▶ _Problem description_
For every line below that includes the word "expect", add one; report the final number and nothing else.

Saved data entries

►

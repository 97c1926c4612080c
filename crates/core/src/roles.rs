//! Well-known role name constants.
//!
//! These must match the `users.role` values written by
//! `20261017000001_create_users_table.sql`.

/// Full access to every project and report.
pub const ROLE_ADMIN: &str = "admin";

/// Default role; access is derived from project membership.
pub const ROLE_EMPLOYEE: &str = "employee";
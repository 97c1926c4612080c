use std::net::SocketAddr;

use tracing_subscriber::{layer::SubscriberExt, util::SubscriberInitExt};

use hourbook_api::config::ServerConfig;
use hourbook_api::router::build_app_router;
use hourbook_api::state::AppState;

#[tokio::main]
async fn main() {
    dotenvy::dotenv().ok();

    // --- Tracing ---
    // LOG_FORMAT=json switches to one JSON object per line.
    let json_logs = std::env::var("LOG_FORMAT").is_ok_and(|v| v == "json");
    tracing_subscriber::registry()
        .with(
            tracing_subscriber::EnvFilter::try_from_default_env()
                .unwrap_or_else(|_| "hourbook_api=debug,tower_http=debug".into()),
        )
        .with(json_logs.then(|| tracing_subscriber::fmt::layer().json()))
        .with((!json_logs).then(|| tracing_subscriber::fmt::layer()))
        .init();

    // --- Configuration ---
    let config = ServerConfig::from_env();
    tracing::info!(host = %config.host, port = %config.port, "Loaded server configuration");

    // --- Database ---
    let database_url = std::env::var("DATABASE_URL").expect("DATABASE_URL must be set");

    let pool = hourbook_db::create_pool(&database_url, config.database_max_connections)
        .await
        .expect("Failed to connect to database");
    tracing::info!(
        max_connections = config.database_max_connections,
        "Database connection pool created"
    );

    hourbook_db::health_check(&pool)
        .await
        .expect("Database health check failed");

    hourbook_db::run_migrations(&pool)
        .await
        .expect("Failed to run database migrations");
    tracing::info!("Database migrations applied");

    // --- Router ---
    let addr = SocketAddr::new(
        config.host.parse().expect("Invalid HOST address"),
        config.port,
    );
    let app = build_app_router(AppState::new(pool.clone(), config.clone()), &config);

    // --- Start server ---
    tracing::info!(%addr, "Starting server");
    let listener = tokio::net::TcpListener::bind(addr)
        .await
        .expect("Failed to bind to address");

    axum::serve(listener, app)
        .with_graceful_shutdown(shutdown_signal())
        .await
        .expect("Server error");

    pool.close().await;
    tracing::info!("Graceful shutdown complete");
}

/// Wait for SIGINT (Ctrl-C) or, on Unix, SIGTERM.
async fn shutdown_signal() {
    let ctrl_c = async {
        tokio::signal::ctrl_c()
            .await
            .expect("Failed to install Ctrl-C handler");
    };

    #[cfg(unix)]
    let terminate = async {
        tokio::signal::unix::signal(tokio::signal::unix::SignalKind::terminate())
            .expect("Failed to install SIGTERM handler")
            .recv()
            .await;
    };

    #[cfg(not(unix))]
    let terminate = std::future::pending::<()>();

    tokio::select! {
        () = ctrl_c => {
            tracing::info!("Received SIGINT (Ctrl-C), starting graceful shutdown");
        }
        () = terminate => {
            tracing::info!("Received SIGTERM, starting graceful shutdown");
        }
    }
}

◄

▶ _Answer box_
9